Have you found out someone is self-harming?
Self-harm is a significant problem among young people around the world. Research suggests that the mean age of starting self-harm is 13 years old, with cutting being the most common type. However, self-harm has also been strongly associated with suicidal thoughts and behaviours, with research suggesting that up to 30% of young people who engage in self-harm report a suicide attempt. Most frequently, the reason for self-harm comes from a need for relief from painful thoughts and feelings. Slightly more than half of the people who self-harm seek help; however, this is often from friends rather than professional channels. So what can you do if you’ve found out a friend or family member is self-harming?

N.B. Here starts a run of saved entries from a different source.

//! Lock-guarded byte storage.
//!
//! [`MutexBuckets`] keeps the bit array as plain bytes behind a single
//! `parking_lot::RwLock`. Reads take the shared lock, writes take the
//! exclusive lock and do an ordinary read-modify-write. Encoding copies the
//! bytes under the shared lock, so unlike the atomic storages its frames are a
//! consistent snapshot of the whole array.
//!
//! `parking_lot::RwLock` is used for its writer fairness and lack of poisoning.

use parking_lot::RwLock;

use crate::codec::check_frame;
use crate::core::storage::{ensure_strategy, BitStorage, StorageStrategy};
use crate::error::Result;

/// Byte array behind one reader-writer lock.
#[derive(Debug)]
pub struct MutexBuckets {
    bytes: RwLock<Box<[u8]>>,
}

#[inline]
fn split(offset: usize) -> (usize, u8) {
    (offset / 8, 1u8 << (offset % 8))
}

impl MutexBuckets {
    /// Number of bytes held.
    #[must_use]
    pub fn num_bytes(&self) -> usize {
        self.bytes.read().len()
    }

    #[inline]
    fn check(offset: usize, len: usize) {
        assert!(
            offset < len * 8,
            "bit offset out of bounds: offset={} len={}",
            offset,
            len * 8
        );
    }
}

impl BitStorage for MutexBuckets {
    fn with_bits(m: usize) -> Self {
        let len = StorageStrategy::MutexBytes.units_for(m);
        Self {
            bytes: RwLock::new(vec![0u8; len].into_boxed_slice()),
        }
    }

    fn len_bits(&self) -> usize {
        self.bytes.read().len() * 8
    }

    fn set_bit(&self, offset: usize) {
        let mut bytes = self.bytes.write();
        Self::check(offset, bytes.len());
        let (index, mask) = split(offset);
        bytes[index] |= mask;
    }

    fn get_bit(&self, offset: usize) -> bool {
        let bytes = self.bytes.read();
        Self::check(offset, bytes.len());
        let (index, mask) = split(offset);
        bytes[index] & mask != 0
    }

    fn test_and_set_bit(&self, offset: usize) -> bool {
        let mut bytes = self.bytes.write();
        Self::check(offset, bytes.len());
        let (index, mask) = split(offset);
        let was_set = bytes[index] & mask != 0;
        bytes[index] |= mask;
        was_set
    }

    fn count_ones(&self) -> usize {
        self.bytes
            .read()
            .iter()
            .map(|b| b.count_ones() as usize)
            .sum()
    }

    fn memory_usage(&self) -> usize {
        self.bytes.read().len()
    }

    fn strategy(&self) -> StorageStrategy {
        StorageStrategy::MutexBytes
    }

    fn encode_into(&self, out: &mut Vec<u8>) {
        out.extend_from_slice(&self.bytes.read());
    }

    fn decode(bytes: &[u8]) -> Result<Self> {
        check_frame(bytes, 1)?;
        Ok(Self {
            bytes: RwLock::new(bytes.to_vec().into_boxed_slice()),
        })
    }

    fn decode_as(strategy: StorageStrategy, bytes: &[u8]) -> Result<Self> {
        ensure_strategy(StorageStrategy::MutexBytes, strategy)?;
        Self::decode(bytes)
    }
}

#[cfg(test)]
mod tests {
    use super::*;
    use std::sync::Arc;
    use std::thread;

    #[test]
    fn test_set_get_single_threaded() {
        let storage = MutexBuckets::with_bits(100);
        assert_eq!(storage.num_bytes(), 13);
        for offset in 0..100 {
            storage.set_bit(offset);
            assert!(storage.get_bit(offset));
        }
        assert!(!storage.get_bit(100));
        assert_eq!(storage.count_ones(), 100);
    }

    #[test]
    fn test_byte_layout_is_lsb_first() {
        let storage = MutexBuckets::with_bits(16);
        storage.set_bit(0);
        storage.set_bit(9);
        assert_eq!(storage.encode(), vec![0b0000_0001, 0b0000_0010, 0]);
    }

    #[test]
    fn test_test_and_set_is_atomic_per_bit() {
        let storage = Arc::new(MutexBuckets::with_bits(8));
        let winners: usize = (0..8)
            .map(|_| {
                let storage = Arc::clone(&storage);
                thread::spawn(move || usize::from(!storage.test_and_set_bit(5)))
            })
            .collect::<Vec<_>>()
            .into_iter()
            .map(|h| h.join().unwrap())
            .sum();

        assert_eq!(winners, 1, "exactly one thread observes the bit unset");
    }

    #[test]
    fn test_decode_copies_bytes() {
        let storage = MutexBuckets::decode(&[0xff, 0x00]).unwrap();
        assert_eq!(storage.len_bits(), 16);
        assert_eq!(storage.count_ones(), 8);
        assert!(storage.get_bit(7));
        assert!(!storage.get_bit(8));
    }

    #[test]
    fn test_decode_rejects_empty() {
        assert!(MutexBuckets::decode(&[]).is_err());
    }

    #[test]
    fn test_concurrent_read_write() {
        let storage = Arc::new(MutexBuckets::with_bits(1000));

        let handles: Vec<_> = (0..10)
            .map(|t| {
                let storage = Arc::clone(&storage);
                thread::spawn(move || {
                    for i in 0..100 {
                        let offset = t * 100 + i;
                        storage.set_bit(offset);
                        assert!(storage.get_bit(offset));
                    }
                })
            })
            .collect();

        for h in handles {
            h.join().unwrap();
        }
        assert_eq!(storage.count_ones(), 1000);
    }
}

It can be challenging for people who are self-harming to stop the behaviour by themselves. So seeking professional support is important to reduce self-harm and protect against further potential harm. Four possible strategies which can aid with self-harming behaviour include:
(1) Delaying, whereby individuals give themselves 10 minutes before self-harming. If this works, extend this to 20 minutes and then 30 minutes and so on.
(2) Distracting, whereby when individuals feel the urge to self-harm, they engage in another activity as a distraction such as exercising, calling a friend, taking a shower, playing games, playing loud music or calling a helpline.
(3) Diverting, whereby another activity is engaged with that is similar to self-harm but won’t cause injury, such as holding an ice cube, having a cold or hot shower, punching a pillow or eating something with a strong taste like chilli.
(4) Deep Breathing and other relaxation methods can also help manage self-harm.
Furthermore, given the high rates of self-harm among adolescents, it can be helpful to seek out programs that improve adolescents’ ability to deal with negative feelings effectively. This also serves as a preventative measure even before the onset of any self-harming behaviour.